Entre le 18 décembre 2004 (date de lancement de cette mission) et la fin du mois de juin 2005, l'équipe de MSF a traité près de 2700 patients dans le service des urgences de l'hôpital Saint Joseph. Près de 700 d'entre eux ont été hospitalisés tandis que les autres ont bénéficié de soins en ambulatoire ou d'une référence extérieure quand elle était possible.

Près de la moitié des victimes sont des femmes, des enfants ou des personnes âgées, blessés le plus souvent au cours des affrontements violents qui opposent, d'une part, la police nationale haïtienne (PNH) ou les forces des Nations unies et, d'autre part, les groupes criminels soutenant l'ancien Président Aristide, retranchés dans plusieurs bidonvilles de la capitale.

Depuis l'ouverture du programme, un tiers des victimes prises en charge l'ont été suite à des blessures par balle, dans certains cas des balles explosives.
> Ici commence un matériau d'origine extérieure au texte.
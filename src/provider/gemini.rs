//! Gemini provider
//!
//! Streams replies from the generateContent API over SSE. The whole prompt
//! (persona + transcript + cue) travels as a single user text part, matching
//! how the page submits one rendered text blob per turn.

use anyhow::Result;
use async_trait::async_trait;
use futures::StreamExt;
use reqwest::Client as HttpClient;
use serde::{Deserialize, Serialize};
use std::time::Duration;
use tokio::sync::mpsc;

use super::{Provider, StreamEvent};
use crate::config::CONFIG;

const GEMINI_BASE_URL: &str = "https://generativelanguage.googleapis.com/v1beta/models";

/// Gemini streaming client
pub struct GeminiProvider {
    client: HttpClient,
    api_key: String,
    model: String,
    timeout: Duration,
}

impl GeminiProvider {
    /// Create a new Gemini provider for the configured model
    pub fn new(api_key: String, model: String) -> Self {
        Self {
            client: HttpClient::new(),
            api_key,
            model,
            timeout: Duration::from_secs(CONFIG.gemini_timeout_secs),
        }
    }

    /// Create from environment variable
    pub fn from_env() -> Result<Self> {
        let api_key = crate::config::require_api_key()?;
        Ok(Self::new(api_key, CONFIG.gemini_model.clone()))
    }

    fn stream_url(&self) -> String {
        format!(
            "{}/{}:streamGenerateContent?alt=sse&key={}",
            GEMINI_BASE_URL, self.model, self.api_key
        )
    }

    /// Build the request body for a prompt
    fn build_request(prompt: String) -> GeminiRequest {
        GeminiRequest {
            contents: vec![GeminiContent {
                role: "user".to_string(),
                parts: vec![GeminiPart { text: prompt }],
            }],
            generation_config: GeminiGenerationConfig {
                temperature: CONFIG.temperature,
                max_output_tokens: CONFIG.max_output_tokens,
                top_p: CONFIG.top_p,
                top_k: CONFIG.top_k,
            },
        }
    }

    /// Pull the text fragments out of one SSE data payload
    fn extract_deltas(response: &GeminiResponse) -> Vec<String> {
        let mut deltas = Vec::new();
        if let Some(candidates) = &response.candidates {
            for candidate in candidates {
                for part in &candidate.content.parts {
                    if let Some(text) = &part.text {
                        if !text.is_empty() {
                            deltas.push(text.clone());
                        }
                    }
                }
            }
        }
        deltas
    }
}

#[async_trait]
impl Provider for GeminiProvider {
    async fn generate_stream(&self, prompt: String) -> Result<mpsc::Receiver<StreamEvent>> {
        let (tx, rx) = mpsc::channel(100);

        let url = self.stream_url();
        let api_request = Self::build_request(prompt);
        let client = self.client.clone();
        let timeout = self.timeout;

        tokio::spawn(async move {
            match client
                .post(&url)
                .json(&api_request)
                .timeout(timeout)
                .send()
                .await
            {
                Ok(response) => {
                    if !response.status().is_success() {
                        let status = response.status();
                        let body = response.text().await.unwrap_or_default();
                        let _ = tx
                            .send(StreamEvent::Error(format!(
                                "Gemini API error: {} - {}",
                                status, body
                            )))
                            .await;
                        return;
                    }

                    let mut stream = response.bytes_stream();
                    let mut buffer = String::new();

                    while let Some(chunk) = stream.next().await {
                        match chunk {
                            Ok(bytes) => {
                                buffer.push_str(&String::from_utf8_lossy(&bytes));

                                // Parse SSE events line by line
                                while let Some(line_end) = buffer.find('\n') {
                                    let line = buffer[..line_end].to_string();
                                    buffer = buffer[line_end + 1..].to_string();

                                    if let Some(data) = line.strip_prefix("data: ") {
                                        if let Ok(response) =
                                            serde_json::from_str::<GeminiResponse>(data)
                                        {
                                            if let Some(error) = response.error {
                                                let _ = tx
                                                    .send(StreamEvent::Error(format!(
                                                        "Gemini error: {}",
                                                        error.message
                                                    )))
                                                    .await;
                                                return;
                                            }
                                            for delta in Self::extract_deltas(&response) {
                                                let _ =
                                                    tx.send(StreamEvent::TextDelta(delta)).await;
                                            }
                                        }
                                    }
                                }
                            }
                            Err(e) => {
                                let _ = tx.send(StreamEvent::Error(e.to_string())).await;
                                return;
                            }
                        }
                    }

                    let _ = tx.send(StreamEvent::Done).await;
                }
                Err(e) => {
                    let _ = tx.send(StreamEvent::Error(e.to_string())).await;
                }
            }
        });

        Ok(rx)
    }

    fn name(&self) -> &'static str {
        "Gemini"
    }
}

// ============================================================================
// API Types
// ============================================================================

#[derive(Serialize)]
struct GeminiRequest {
    contents: Vec<GeminiContent>,
    #[serde(rename = "generationConfig")]
    generation_config: GeminiGenerationConfig,
}

#[derive(Serialize)]
struct GeminiContent {
    role: String,
    parts: Vec<GeminiPart>,
}

#[derive(Serialize)]
struct GeminiPart {
    text: String,
}

#[derive(Serialize)]
struct GeminiGenerationConfig {
    temperature: f32,
    #[serde(rename = "maxOutputTokens")]
    max_output_tokens: u32,
    #[serde(rename = "topP")]
    top_p: f32,
    #[serde(rename = "topK")]
    top_k: u32,
}

#[derive(Deserialize)]
struct GeminiResponse {
    candidates: Option<Vec<GeminiCandidate>>,
    error: Option<GeminiError>,
}

#[derive(Deserialize)]
struct GeminiCandidate {
    content: GeminiContentResponse,
}

#[derive(Deserialize)]
struct GeminiContentResponse {
    #[serde(default)]
    parts: Vec<GeminiPartResponse>,
}

#[derive(Deserialize)]
struct GeminiPartResponse {
    text: Option<String>,
}

#[derive(Deserialize)]
struct GeminiError {
    message: String,
}
// src/main.rs

use std::sync::Arc;

use anyhow::Result;
use clap::Parser;
use tracing::{error, info};
use tracing_subscriber::{fmt, EnvFilter};

use rolechat::config::{self, CONFIG};
use rolechat::provider::GeminiProvider;
use rolechat::server;

#[derive(Parser)]
#[command(name = "rolechat")]
#[command(about = "Role-based Gemini chat with a streaming web page")]
struct Args {
    /// Host to bind
    #[arg(long, env = "ROLECHAT_HOST")]
    host: Option<String>,

    /// Port to bind
    #[arg(long, env = "ROLECHAT_PORT")]
    port: Option<u16>,
}

#[tokio::main]
async fn main() -> Result<()> {
    let args = Args::parse();

    // Initialize tracing
    let filter = EnvFilter::try_from_default_env()
        .unwrap_or_else(|_| EnvFilter::new(CONFIG.log_level.clone()));
    fmt().with_env_filter(filter).init();

    info!("Starting rolechat");
    info!("Model: {}", CONFIG.gemini_model);

    // The API key is the one fatal configuration requirement: halt before
    // accepting any chat interaction when it is missing.
    let api_key = match config::require_api_key() {
        Ok(key) => key,
        Err(e) => {
            error!("Configuration error: {}", e);
            error!("Set GEMINI_API_KEY in the environment or a .env file.");
            std::process::exit(1);
        }
    };

    let provider = Arc::new(GeminiProvider::new(api_key, CONFIG.gemini_model.clone()));

    // CLI args > env vars > defaults
    let host = args.host.unwrap_or_else(|| CONFIG.host.clone());
    let port = args.port.unwrap_or(CONFIG.port);
    let bind_address = format!("{}:{}", host, port);

    server::run(&bind_address, provider, CONFIG.gemini_model.clone()).await
}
Parmi la trentaine de personnes décédées à l'hôpital Saint Joseph entre décembre 2004 et mai 2005, la grande majorité l'a été suite à des plaies par balle. Une quarantaine de cas de viols a également été recensée et les victimes ont été prises en charge sur le plan médical et psychologique.

Les blessés sont dans la majorité des cas référés à MSF par la Croix Rouge Haïtienne (1), qui prend – au quotidien – des risques importants pour effectuer son travail. Mi-juin, deux de ses volontaires ont été grièvement blessés (2) dans le quartier populaire de la "Cité Soleil" au cours d'un échange de tirs entre les soldats de la Minustah et les "Chimères". Un des chefs de gang du quartier avait prévenu : "si les soldats onusiens marchent dans nos rues, on tire".

Selon le personnel médical, les hommes et les adolescents blessés rencontrent d'importantes difficultés pour accéder à l'hôpital Saint Joseph. Suspectés par la police d'appartenir aux groupes armés d'opposition, ils craignent d'être arrêtés ou exécutés par les forces de l'ordre avant même d'avoir bénéficié de soins. C'est ainsi qu'un blessé transporté par un taxi local à l'hôpital St Joseph a été arrêté devant les yeux des brancardiers avant même de pouvoir en descendre, et conduit par la PNH (police nationale haïtienne) vers l'hôpital général de Port-au-Prince. Il y est mort une heure plus tard, sous la surveillance des policiers, faute de soins.

Devant la dégradation continue des conditions de sécurité à Port-au-Prince, Médecins Sans Frontières appelle publiquement tous les acteurs armés à épargner les civils et à faciliter le transfert des blessés vers les hôpitaux, et en particulier vers le service des urgences de l'hôpital Saint Joseph qui tente d'accueillir tous les blessés, quels qu'ils soient. Ce n'est pas sans difficulté. Dans les chambres se côtoient des civils, des jeunes des bidonvilles, et parfois des policiers, tous blessés au cours des violences qui secouent la capitale haïtienne. La nouvelle des soins délivrés par MSF s'est progressivement répandue au sein de la population de tous les quartiers, notamment les plus populaires, mais aussi auprès des acteurs politiques nationaux et internationaux. Espérons que cela soit un gage supplémentaire de sécurité pour l'équipe de MSF dans ce contexte dégradé.

Il ne faut cependant pas se faire d'illusions. La situation risque encore de se détériorer, laissant la place à toujours plus de violences. La communauté internationale en porte une large responsabilité. La Minustah est incapable de "ramener la paix" dans Port-au-Prince. Avec le mandat qu'elle a reçu du Conseil de sécurité des Nations unies – lui permettant d'utiliser la force pour accomplir sa "mission" –, elle est devenue un acteur armé au conflit, source de violences contre les civils dans le cadre des opérations de police menées dans les bidonvilles. Un de ses représentants ne s'étonne même plus des "dommages collatéraux" dont sont responsables les soldats onusiens, prix à payer selon lui pour "stabiliser" Port-au-Prince. Peu importe si la Minustah est désormais perçue par une frange importante de la population comme une force d'occupation, soutenant un gouvernement de transition dont les pouvoirs sont limités. Pendant ce temps, les Haïtiens continuent de vivre dans une pauvreté extrême, victimes sans visage d'un conflit quasi oublié, dont la résolution prochaine et pacifique semble improbable.

 

(1) Les autres le sont par les soldats de la Minustah ou des taxis privés.
(2) Ils sont actuellement traités à l'hôpital Saint Joseph.